No caso da USP, a Comissão da Verdade estima que até 10% dos mortos ou desaparecidos políticos no Brasil tivessem alguma relação com a instituição. De 434 pessoas que morreram ou desapareceram no país devido a abusos do Estado entre 1946 e 1988, 47 eram funcionários, professores ou alunos da universidade.
Assim como a UFSC, a USP também tinha uma AESI subordinada à reitoria. Segundo a Comissão da Verdade da USP, a AESI colaborou com a perseguição política e reuniu evidências de formatações ideológicas e administrativas no período.
Além de UFSC e USP, ao menos outras cinco universidades apresentaram relatórios de comissões independentes para investigar os efeitos da ditadura militar em sua estrutura interna e o modo de cooperação com os aparelhos de repressão do Estado: Universidade Federal da Bahia (UFBA), Pontifícia Universidade Católica de São Paulo (PUC-SP), Universidade de Brasília (UnB), Universidade Federal do Espírito Santo (UFES) e Universidade Federal do Rio Grande do Norte (UFRN).
Segundo levantamento feito pelo GLOBO, ao menos mais 14 universidades montaram comissões com a mesma finalidade, mas ainda não concluíram o trabalho. Na Universidade Federal do Rio de Janeiro (UFRJ), por exemplo, o relatório final está sendo elaborado.
Essas comissões universitárias começaram a aparecer após os trabalhos da Comissão Nacional da Verdade, criada em 2002 para investigar e esclarecer violações de direitos humanos praticadas pelo Estado entre 1946 e 1988. A pesquisa da comissão nacional mostrou, entre outras coisas, que cooperações entre a Agência dos Estados Unidos para o Desenvolvimento Internacional (USAID) e o Ministério da Educação levaram a uma reforma da estrutura do ensino público brasileiro, aprovada pela lei 5.540/68, sancionada pelo ex-presidente Costa e Silva semanas antes do AI-5.
Segundo os pesquisadores da UFSC, a universidade era considerada pelos militares referência na aplicação dessa reforma. O fundador da universidade, João David Ferreira Lima, que foi reitor de 1960 a 1972, atuou na formulação do projeto.
— Um dos grandes motivos pelos quais a UFSC passou a ser considerada pelo regime militar como referência na implantação da Reforma de 1968 foi o fato de Lima ser visto como grande autoridade em gestão universitária, além de ter sido conivente e ativo com a implantação dos decretos presidenciais e ações de investigação e repressão da ditadura militar — diz Victor Cunha, um dos estudantes bolsistas membros da comissão da UFSC
REFERÊNCIA A CANCELLIER
Trecho do relatório que será divulgado nesta segunda-feira também faz referência à Operação Ouvidos Moucos, da Polícia Federal, que prendeu o então reitor da UFSC, Luiz Carlos Cancellier, e outros seis professores em 14 de setembro de 2017. Cancellier se matou 18 dias depois.

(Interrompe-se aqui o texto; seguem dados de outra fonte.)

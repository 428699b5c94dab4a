/*
Reverb Tank
===========

A decaying-reflections reverb: four parallel feedback comb filters build the
reverb tail, two series allpass filters smear it into a dense wash. The
front-panel control is a single decay time in seconds; each comb's feedback
gain is derived from it with the RT60 relation

    feedback = 0.001 ^ (comb_delay_seconds / decay_seconds)

so the tail falls 60 dB in the configured time regardless of comb length.

Comb delay times are mutually prime so the echoes from the four lines never
line up, which would otherwise ring at one pitch. A one-pole lowpass in each
comb's feedback path darkens successive reflections the way air and walls do.
*/

/// Comb delay times in milliseconds (mutually prime ratios).
const COMB_DELAYS_MS: [f32; 4] = [29.7, 37.1, 41.1, 43.7];
/// Allpass delay times in milliseconds.
const ALLPASS_DELAYS_MS: [f32; 2] = [5.0, 1.7];
/// Allpass diffusion gain.
const DIFFUSION: f32 = 0.5;
/// Feedback-path lowpass amount (0 = bright, 1 = dark).
const DAMPING: f32 = 0.3;

struct Comb {
    buffer: Vec<f32>,
    pos: usize,
    feedback: f32,
    lowpass_state: f32,
}

impl Comb {
    fn new(delay_samples: usize) -> Self {
        Self {
            buffer: vec![0.0; delay_samples.max(1)],
            pos: 0,
            feedback: 0.0,
            lowpass_state: 0.0,
        }
    }

    fn delay_samples(&self) -> usize {
        self.buffer.len()
    }

    fn process(&mut self, input: f32) -> f32 {
        let output = self.buffer[self.pos];

        // Darken the feedback path before re-injecting it
        self.lowpass_state = output * (1.0 - DAMPING) + self.lowpass_state * DAMPING;
        self.buffer[self.pos] = input + self.lowpass_state * self.feedback;

        self.pos = (self.pos + 1) % self.buffer.len();
        output
    }

    fn reset(&mut self) {
        self.buffer.fill(0.0);
        self.lowpass_state = 0.0;
        self.pos = 0;
    }
}

struct Allpass {
    buffer: Vec<f32>,
    pos: usize,
}

impl Allpass {
    fn new(delay_samples: usize) -> Self {
        Self {
            buffer: vec![0.0; delay_samples.max(1)],
            pos: 0,
        }
    }

    fn process(&mut self, input: f32) -> f32 {
        let delayed = self.buffer[self.pos];
        let output = delayed - DIFFUSION * input;
        self.buffer[self.pos] = input + DIFFUSION * output;

        self.pos = (self.pos + 1) % self.buffer.len();
        output
    }

    fn reset(&mut self) {
        self.buffer.fill(0.0);
        self.pos = 0;
    }
}

/// Schroeder-style reverb driven by a single decay-time control.
pub struct ReverbTank {
    combs: [Comb; 4],
    allpasses: [Allpass; 2],
    sample_rate: f32,
}

impl ReverbTank {
    pub fn new(sample_rate: f32, decay_seconds: f32) -> Self {
        let to_samples = |ms: f32| (ms * sample_rate / 1000.0) as usize;

        let mut tank = Self {
            combs: [
                Comb::new(to_samples(COMB_DELAYS_MS[0])),
                Comb::new(to_samples(COMB_DELAYS_MS[1])),
                Comb::new(to_samples(COMB_DELAYS_MS[2])),
                Comb::new(to_samples(COMB_DELAYS_MS[3])),
            ],
            allpasses: [
                Allpass::new(to_samples(ALLPASS_DELAYS_MS[0])),
                Allpass::new(to_samples(ALLPASS_DELAYS_MS[1])),
            ],
            sample_rate,
        };
        tank.set_decay(decay_seconds);
        tank
    }

    /// Set the tail length: time for the reverb to fall by 60 dB.
    pub fn set_decay(&mut self, decay_seconds: f32) {
        let decay_seconds = decay_seconds.clamp(0.05, 10.0);
        for comb in &mut self.combs {
            let delay_seconds = comb.delay_samples() as f32 / self.sample_rate;
            let feedback = 0.001_f32.powf(delay_seconds / decay_seconds);
            comb.feedback = feedback.min(0.98);
        }
    }

    pub fn process(&mut self, input: f32) -> f32 {
        let mut wet = 0.0;
        for comb in &mut self.combs {
            wet += comb.process(input);
        }
        wet *= 0.25;

        for allpass in &mut self.allpasses {
            wet = allpass.process(wet);
        }
        wet
    }

    pub fn reset(&mut self) {
        for comb in &mut self.combs {
            comb.reset();
        }
        for allpass in &mut self.allpasses {
            allpass.reset();
        }
    }
}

“A história recente da UFSC nos mostrou, em duas oportunidades, que o arbítrio, a truculência, a violência e o desrespeito ao ser humano continuam presentes no país, a despeito inclusive da lei que, no caso da universidade, garante a autonomia universitária”, diz o texto.
O outro episódio citado ocorreu em março de 2014, quando agentes da Polícia Federal prenderam estudantes acusados de usar drogas dentro do campus, causando confronto entre alunos e a Polícia Militar.
O relatório foi elaborado por estudantes bolsistas, servidores e docentes. Os pesquisadores colheram 21 depoimentos e realizaram três audiências públicas, além de pesquisar centenas de documentos ao longo de mais de três anos.